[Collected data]

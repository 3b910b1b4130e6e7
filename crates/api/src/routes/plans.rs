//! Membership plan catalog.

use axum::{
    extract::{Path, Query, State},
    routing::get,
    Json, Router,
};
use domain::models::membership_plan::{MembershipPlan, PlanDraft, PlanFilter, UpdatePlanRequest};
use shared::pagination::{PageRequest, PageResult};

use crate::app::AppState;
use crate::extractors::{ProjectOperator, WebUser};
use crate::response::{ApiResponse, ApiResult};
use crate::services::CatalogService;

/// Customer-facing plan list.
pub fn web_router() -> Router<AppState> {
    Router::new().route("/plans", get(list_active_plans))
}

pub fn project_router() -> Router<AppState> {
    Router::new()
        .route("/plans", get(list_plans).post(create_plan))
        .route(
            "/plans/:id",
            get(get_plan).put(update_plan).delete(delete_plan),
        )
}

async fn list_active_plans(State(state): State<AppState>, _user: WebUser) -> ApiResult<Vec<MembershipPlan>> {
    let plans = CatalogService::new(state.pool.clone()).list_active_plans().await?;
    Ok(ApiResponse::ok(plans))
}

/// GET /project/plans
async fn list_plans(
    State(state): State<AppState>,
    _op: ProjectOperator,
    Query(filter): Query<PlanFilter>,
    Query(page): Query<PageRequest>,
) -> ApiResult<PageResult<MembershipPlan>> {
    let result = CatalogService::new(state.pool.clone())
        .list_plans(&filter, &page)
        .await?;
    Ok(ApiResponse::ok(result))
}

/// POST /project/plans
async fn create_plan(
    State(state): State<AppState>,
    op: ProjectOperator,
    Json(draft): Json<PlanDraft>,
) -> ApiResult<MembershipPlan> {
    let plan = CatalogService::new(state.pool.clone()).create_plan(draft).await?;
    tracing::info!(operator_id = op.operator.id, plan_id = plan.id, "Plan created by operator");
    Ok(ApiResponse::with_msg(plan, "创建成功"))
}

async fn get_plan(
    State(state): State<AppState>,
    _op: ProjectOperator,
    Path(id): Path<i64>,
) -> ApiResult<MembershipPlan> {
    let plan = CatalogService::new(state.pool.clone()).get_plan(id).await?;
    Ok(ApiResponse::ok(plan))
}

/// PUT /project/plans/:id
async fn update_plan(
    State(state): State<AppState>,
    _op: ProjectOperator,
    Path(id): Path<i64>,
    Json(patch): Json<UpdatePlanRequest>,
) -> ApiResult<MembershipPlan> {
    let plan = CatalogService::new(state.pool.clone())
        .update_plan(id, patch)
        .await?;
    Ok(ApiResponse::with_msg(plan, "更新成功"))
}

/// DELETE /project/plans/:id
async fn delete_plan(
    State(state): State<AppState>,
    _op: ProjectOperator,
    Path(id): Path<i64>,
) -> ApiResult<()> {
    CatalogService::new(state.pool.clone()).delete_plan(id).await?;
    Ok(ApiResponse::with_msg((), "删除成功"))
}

**What is needed**
Set down nothing but the lines from the one with "Ok(ApiResponse::ok(plan))" through the end of the records, keeping each line exactly as written and including both ends.

**Expected output**
    Ok(ApiResponse::ok(plan))
}

/// PUT /project/plans/:id
async fn update_plan(
    State(state): State<AppState>,
    _op: ProjectOperator,
    Path(id): Path<i64>,
    Json(patch): Json<UpdatePlanRequest>,
) -> ApiResult<MembershipPlan> {
    let plan = CatalogService::new(state.pool.clone())
        .update_plan(id, patch)
        .await?;
    Ok(ApiResponse::with_msg(plan, "更新成功"))
}

/// DELETE /project/plans/:id
async fn delete_plan(
    State(state): State<AppState>,
    _op: ProjectOperator,
    Path(id): Path<i64>,
) -> ApiResult<()> {
    CatalogService::new(state.pool.clone()).delete_plan(id).await?;
    Ok(ApiResponse::with_msg((), "删除成功"))
}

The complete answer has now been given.